Health Care Reform, Accountability, Disparity

I got some good news for the weekend, an opinion piece that I wrote together with some of the other post-graduate fellows at IHME was published online as a Science e-letter. It is titled U.S. Health Care Reform: The Case for Accountability and it’s about the measuring the outputs, outcomes, and impacts of the reform, whatever shape they end up taking.

The part that I was especially interested in adding to the discussion appears in paragraphs 3 and 4, about what these some of these statistics look like currently:

Disparities in health outcomes in the U.S. are unacceptable. A healthy life expectancy at birth in the U.S. ranks behind 28 other developed countries (1). Sizable groups in the United States have mortality risks resembling those in sub-Saharan Africa (2), including urban blacks between the ages of 15 and 64 living in counties with high homicide rates.

On average, Asian women lived 21 years longer than high-risk urban black males in 2001 (2). Although life expectancy for most American women increased between 1983 and 1999, life expectancy for women in 180 counties in areas such as Appalachia, the Deep South, the southern Midwest, and Texas decreased by 1.3 years (3).

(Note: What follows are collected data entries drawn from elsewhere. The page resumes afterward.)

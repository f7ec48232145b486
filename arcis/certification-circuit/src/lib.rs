//! Arcium Encrypted Instructions for Building Certification
//!
//! This file defines the confidential computations that run inside the
//! MXE. The circuits evaluate certification policy over encrypted
//! measurements - the MXE nodes never see a plaintext consumption or
//! efficiency value, and only the one-bit verdict can ever leave the
//! encrypted domain.
//!
//! Location: arcis/certification-circuit/src/lib.rs

use arcis::prelude::*;

/// Mark this module as containing encrypted circuits
#[encrypted]
mod circuits {
    use arcis::prelude::*;

    // ==================== DATA STRUCTURES ====================

    /// Encrypted measurement set from a building owner
    /// The values are encrypted before leaving the submitter's machine
    #[derive(Clone)]
    pub struct BuildingMetrics {
        /// Annual energy consumption in kWh/m²
        pub energy_consumption: u64,
        /// Efficiency score on the 0-100 scale
        pub efficiency_score: u64,
    }

    /// Policy verdict, encrypted until the authority reveals it
    pub struct PolicyVerdict {
        /// 1 = meets policy, 0 = fails policy
        pub meets_policy: u8,
    }

    // ==================== ENCRYPTED INSTRUCTIONS ====================

    /// Evaluate certification policy over encrypted metrics
    ///
    /// Computes (energy <= max_energy) AND (score >= min_score) without
    /// decrypting either operand. Both comparisons always execute - MPC
    /// evaluates every branch, so the verdict leaks nothing about which
    /// threshold failed.
    #[instruction]
    pub fn evaluate_certification(
        metrics_ctxt: Enc<Shared, BuildingMetrics>,
        max_energy: u64,
        min_score: u64,
    ) -> Enc<Mxe, PolicyVerdict> {
        let metrics = metrics_ctxt.to_arcis();

        let energy_ok = metrics.energy_consumption <= max_energy;
        let score_ok = metrics.efficiency_score >= min_score;

        let meets_policy = if energy_ok && score_ok { 1u8 } else { 0u8 };

        // Encrypt to MXE; the verdict stays ciphertext on-chain
        Mxe.from_arcis(PolicyVerdict { meets_policy })
    }

    /// Re-encrypt the verdict to the certification authority's key
    ///
    /// The authority decrypts the result off-chain. Only the verdict
    /// bit is reconstructed - the underlying metrics stay encrypted
    /// forever.
    #[instruction]
    pub fn reveal_verdict(
        verdict_ctxt: Enc<Mxe, PolicyVerdict>,
        authority: Shared,
    ) -> Enc<Shared, u8> {
        let verdict = verdict_ctxt.to_arcis();
        authority.from_arcis(verdict.meets_policy)
    }
}

// ==================== CLIENT-SIDE VALIDATION ====================

/// Range checks applied before metrics are encrypted.
///
/// The circuit cannot reject malformed plaintext without leaking it, so
/// submitters validate locally and the authority's verdict covers the
/// rest.
pub mod validation {
    /// Efficiency scores are percentages.
    pub fn is_valid_efficiency_score(score: u64) -> bool {
        score <= 100
    }

    /// Years outside the registry's accepted range are rejected at
    /// intake.
    pub fn is_valid_construction_year(year: u16) -> bool {
        (1800..=2100).contains(&year)
    }

    /// A zero consumption reading is a metering fault, not a perfect
    /// building.
    pub fn is_valid_energy_consumption(kwh_per_m2: u64) -> bool {
        kwh_per_m2 > 0
    }
}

I made some figures to accompany this, which Science didn’t print, so I’ve included them for you here:

Probability of a 45 year-old male dying before age 65, 2001, from Murray et al., Eight Americas: Investigating mortality disparities across races, counties, and race-counties in the United States. PLoS Medicine 2006.

Female life expectancy in US counties, 1961-1999 from Ezzati et al., The reversal of fortunes: Trends in county mortality and cross-county mortality disparities in the United States. PLoS Medicine 2008.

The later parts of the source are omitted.